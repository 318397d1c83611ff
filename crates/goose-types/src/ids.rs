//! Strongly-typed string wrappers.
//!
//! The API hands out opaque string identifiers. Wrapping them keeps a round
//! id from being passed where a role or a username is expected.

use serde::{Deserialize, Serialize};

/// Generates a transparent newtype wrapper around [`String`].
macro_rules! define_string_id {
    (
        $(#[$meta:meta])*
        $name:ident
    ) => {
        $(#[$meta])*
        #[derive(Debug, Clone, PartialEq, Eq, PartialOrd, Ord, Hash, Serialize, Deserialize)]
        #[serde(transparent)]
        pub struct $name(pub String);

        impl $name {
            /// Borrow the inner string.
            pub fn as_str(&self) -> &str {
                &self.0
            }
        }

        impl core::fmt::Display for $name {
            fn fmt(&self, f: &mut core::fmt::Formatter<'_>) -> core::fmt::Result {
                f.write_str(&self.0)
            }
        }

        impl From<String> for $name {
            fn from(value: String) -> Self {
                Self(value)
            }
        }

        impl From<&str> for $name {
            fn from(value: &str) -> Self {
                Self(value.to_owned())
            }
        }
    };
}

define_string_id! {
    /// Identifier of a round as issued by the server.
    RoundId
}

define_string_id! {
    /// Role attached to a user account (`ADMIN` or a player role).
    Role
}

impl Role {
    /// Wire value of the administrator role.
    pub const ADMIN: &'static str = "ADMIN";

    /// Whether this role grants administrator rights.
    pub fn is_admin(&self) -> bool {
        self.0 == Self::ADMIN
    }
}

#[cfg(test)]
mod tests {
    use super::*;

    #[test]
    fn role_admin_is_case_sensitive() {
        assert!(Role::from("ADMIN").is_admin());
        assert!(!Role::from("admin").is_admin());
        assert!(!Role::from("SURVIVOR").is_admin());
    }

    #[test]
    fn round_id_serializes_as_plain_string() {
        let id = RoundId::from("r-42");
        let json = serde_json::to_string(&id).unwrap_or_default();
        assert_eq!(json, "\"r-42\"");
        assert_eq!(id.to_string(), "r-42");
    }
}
...
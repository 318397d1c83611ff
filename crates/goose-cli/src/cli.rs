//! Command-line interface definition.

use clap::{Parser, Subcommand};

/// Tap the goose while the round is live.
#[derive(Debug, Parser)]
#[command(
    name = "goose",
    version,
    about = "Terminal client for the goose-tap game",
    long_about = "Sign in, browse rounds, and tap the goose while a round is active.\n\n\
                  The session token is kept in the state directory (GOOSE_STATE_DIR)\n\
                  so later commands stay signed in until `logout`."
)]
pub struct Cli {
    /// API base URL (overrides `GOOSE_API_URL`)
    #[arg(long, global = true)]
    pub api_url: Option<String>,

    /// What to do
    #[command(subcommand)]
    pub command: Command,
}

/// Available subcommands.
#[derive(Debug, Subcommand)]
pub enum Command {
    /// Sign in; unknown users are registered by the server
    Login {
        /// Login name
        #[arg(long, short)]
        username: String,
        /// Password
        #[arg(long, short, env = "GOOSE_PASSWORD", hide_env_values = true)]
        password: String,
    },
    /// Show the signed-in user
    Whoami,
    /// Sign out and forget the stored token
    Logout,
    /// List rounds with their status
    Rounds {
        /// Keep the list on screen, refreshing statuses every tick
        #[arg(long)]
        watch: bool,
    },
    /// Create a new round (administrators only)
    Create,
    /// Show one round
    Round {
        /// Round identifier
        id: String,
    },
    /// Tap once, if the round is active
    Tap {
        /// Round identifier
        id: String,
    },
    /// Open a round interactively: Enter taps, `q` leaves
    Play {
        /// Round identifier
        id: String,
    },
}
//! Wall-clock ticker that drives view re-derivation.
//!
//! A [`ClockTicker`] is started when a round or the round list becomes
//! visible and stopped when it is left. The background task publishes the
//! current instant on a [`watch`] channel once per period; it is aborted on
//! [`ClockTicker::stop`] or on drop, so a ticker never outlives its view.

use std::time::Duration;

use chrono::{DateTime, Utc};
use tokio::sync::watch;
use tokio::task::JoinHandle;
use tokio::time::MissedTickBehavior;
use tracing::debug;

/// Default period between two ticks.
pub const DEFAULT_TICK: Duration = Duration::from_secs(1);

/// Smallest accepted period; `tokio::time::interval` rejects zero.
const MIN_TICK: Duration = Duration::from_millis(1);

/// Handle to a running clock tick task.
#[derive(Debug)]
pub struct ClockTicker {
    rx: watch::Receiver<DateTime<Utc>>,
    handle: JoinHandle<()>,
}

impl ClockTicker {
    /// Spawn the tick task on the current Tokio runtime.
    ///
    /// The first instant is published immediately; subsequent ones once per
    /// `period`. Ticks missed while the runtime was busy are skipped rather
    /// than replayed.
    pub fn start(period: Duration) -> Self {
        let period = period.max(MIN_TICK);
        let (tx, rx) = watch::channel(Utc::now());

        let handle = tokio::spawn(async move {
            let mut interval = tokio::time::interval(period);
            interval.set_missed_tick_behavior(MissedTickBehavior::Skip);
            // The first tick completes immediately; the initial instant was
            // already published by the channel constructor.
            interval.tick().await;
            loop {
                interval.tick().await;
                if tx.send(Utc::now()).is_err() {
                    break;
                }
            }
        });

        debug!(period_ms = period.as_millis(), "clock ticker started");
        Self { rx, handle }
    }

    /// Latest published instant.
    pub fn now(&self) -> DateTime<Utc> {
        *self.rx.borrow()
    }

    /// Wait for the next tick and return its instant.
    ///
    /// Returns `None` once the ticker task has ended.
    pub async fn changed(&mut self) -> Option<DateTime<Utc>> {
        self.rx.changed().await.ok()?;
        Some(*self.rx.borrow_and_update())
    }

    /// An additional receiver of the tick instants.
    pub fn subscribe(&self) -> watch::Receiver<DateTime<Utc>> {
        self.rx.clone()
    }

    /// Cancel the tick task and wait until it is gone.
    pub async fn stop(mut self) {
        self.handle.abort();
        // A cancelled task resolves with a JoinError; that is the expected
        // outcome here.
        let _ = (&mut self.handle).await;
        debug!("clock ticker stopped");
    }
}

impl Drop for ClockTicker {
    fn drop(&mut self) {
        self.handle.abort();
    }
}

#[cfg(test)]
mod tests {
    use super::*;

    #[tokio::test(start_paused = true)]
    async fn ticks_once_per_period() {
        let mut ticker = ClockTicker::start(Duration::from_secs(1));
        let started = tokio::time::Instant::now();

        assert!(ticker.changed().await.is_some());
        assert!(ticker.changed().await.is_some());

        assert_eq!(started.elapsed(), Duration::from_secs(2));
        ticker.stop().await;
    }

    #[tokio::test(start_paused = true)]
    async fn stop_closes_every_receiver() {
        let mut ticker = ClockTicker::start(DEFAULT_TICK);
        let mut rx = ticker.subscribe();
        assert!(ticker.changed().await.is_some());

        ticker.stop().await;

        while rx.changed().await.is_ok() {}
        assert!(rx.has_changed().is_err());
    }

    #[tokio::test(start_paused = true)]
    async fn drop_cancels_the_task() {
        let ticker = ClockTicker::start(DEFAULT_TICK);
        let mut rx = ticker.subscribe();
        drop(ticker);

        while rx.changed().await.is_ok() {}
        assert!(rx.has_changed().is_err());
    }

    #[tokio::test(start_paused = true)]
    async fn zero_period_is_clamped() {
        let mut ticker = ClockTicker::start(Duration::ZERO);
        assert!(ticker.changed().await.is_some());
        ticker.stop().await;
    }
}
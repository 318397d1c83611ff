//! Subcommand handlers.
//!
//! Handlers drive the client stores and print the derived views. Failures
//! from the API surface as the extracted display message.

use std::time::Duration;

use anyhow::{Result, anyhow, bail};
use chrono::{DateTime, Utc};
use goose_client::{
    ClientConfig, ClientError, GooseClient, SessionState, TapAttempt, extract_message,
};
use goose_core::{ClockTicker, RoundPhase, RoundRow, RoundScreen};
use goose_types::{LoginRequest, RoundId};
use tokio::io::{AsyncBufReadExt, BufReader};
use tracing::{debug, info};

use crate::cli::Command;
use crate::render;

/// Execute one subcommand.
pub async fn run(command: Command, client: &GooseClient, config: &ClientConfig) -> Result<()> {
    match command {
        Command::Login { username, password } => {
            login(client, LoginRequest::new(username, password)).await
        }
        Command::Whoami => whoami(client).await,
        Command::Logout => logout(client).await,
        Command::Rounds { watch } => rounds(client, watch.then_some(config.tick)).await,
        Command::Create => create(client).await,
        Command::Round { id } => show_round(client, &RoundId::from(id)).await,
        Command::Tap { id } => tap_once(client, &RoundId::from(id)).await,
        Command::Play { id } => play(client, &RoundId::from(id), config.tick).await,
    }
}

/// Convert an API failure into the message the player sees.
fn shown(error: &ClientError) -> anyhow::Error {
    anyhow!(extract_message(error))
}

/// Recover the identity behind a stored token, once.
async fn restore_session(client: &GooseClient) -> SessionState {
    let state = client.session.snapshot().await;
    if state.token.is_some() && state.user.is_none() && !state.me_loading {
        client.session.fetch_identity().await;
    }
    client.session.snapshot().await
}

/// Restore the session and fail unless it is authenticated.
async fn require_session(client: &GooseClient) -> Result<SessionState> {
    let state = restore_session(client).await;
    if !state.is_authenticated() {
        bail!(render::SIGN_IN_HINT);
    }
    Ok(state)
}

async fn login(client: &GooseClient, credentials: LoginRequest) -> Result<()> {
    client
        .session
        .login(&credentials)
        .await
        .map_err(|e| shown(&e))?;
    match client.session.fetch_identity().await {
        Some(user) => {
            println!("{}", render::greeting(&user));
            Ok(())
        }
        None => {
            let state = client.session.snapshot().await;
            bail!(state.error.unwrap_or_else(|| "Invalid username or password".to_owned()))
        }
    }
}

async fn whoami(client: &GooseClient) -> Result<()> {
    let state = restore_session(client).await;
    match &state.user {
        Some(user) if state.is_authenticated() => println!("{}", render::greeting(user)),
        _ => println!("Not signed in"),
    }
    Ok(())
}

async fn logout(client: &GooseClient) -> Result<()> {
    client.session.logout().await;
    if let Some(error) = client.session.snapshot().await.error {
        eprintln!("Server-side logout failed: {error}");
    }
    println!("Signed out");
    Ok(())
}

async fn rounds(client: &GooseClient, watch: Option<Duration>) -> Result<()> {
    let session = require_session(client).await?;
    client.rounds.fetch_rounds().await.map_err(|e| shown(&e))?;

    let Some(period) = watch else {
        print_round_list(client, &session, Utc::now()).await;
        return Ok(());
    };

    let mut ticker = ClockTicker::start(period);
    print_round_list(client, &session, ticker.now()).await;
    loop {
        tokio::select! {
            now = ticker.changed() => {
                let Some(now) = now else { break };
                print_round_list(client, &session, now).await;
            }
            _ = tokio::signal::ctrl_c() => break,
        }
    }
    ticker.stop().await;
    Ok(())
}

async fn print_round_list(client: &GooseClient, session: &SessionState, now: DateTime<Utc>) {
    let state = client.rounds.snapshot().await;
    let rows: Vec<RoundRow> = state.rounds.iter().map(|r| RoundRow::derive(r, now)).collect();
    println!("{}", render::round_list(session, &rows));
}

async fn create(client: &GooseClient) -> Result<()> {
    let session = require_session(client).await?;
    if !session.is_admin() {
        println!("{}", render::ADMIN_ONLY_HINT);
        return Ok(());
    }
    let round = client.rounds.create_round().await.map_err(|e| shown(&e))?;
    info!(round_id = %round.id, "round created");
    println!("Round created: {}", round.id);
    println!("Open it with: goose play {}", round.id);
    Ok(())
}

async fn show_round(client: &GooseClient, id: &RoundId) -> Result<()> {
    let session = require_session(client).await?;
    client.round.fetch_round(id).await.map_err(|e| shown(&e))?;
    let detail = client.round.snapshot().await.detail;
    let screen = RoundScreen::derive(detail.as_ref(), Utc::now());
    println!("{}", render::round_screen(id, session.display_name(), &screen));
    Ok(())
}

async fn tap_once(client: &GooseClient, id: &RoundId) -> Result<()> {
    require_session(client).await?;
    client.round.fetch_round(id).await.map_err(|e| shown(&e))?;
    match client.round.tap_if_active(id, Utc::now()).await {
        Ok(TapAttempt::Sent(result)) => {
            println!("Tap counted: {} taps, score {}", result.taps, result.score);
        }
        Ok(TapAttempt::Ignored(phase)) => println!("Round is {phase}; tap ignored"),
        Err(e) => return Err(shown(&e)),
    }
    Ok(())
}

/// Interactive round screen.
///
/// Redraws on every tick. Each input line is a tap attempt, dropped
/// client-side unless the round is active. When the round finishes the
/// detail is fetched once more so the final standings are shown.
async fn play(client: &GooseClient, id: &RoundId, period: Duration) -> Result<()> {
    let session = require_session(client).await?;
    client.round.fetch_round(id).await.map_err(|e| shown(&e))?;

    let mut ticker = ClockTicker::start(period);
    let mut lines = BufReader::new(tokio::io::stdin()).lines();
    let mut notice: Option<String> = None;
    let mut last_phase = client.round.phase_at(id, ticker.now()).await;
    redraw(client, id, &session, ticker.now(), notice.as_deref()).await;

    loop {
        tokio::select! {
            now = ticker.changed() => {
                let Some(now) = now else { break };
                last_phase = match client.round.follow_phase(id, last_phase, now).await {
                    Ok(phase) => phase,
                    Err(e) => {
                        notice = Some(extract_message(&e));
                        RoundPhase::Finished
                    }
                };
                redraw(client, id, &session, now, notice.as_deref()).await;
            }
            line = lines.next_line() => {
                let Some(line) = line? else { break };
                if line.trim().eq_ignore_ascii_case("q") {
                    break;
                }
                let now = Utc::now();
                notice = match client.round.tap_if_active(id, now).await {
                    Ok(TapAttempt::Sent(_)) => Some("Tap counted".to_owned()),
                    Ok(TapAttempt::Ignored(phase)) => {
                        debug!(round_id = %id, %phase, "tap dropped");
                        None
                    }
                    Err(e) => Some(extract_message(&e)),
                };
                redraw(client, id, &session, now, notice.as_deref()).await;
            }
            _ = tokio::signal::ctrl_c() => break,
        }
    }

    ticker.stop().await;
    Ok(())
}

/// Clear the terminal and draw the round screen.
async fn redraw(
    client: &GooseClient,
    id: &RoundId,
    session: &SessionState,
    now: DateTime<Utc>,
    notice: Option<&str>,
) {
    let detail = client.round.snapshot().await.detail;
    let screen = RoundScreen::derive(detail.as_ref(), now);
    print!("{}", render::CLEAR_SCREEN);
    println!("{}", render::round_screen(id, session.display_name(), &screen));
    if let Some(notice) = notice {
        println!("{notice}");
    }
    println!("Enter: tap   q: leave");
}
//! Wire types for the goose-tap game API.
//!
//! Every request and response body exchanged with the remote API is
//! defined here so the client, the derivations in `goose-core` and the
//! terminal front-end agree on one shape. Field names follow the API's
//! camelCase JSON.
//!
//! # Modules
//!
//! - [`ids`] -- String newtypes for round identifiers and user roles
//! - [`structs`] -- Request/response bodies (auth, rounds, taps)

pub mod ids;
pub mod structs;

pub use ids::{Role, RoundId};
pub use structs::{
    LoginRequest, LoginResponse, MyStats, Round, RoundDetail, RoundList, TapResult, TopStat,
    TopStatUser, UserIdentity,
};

Task requirements: Whenever a line of the records holds the string "impl", pick it out and copy it.

Answer section:
        impl $name {
        impl core::fmt::Display for $name {
        impl From<String> for $name {
        impl From<&str> for $name {
impl Role {
impl ClockTicker {
impl Drop for ClockTicker {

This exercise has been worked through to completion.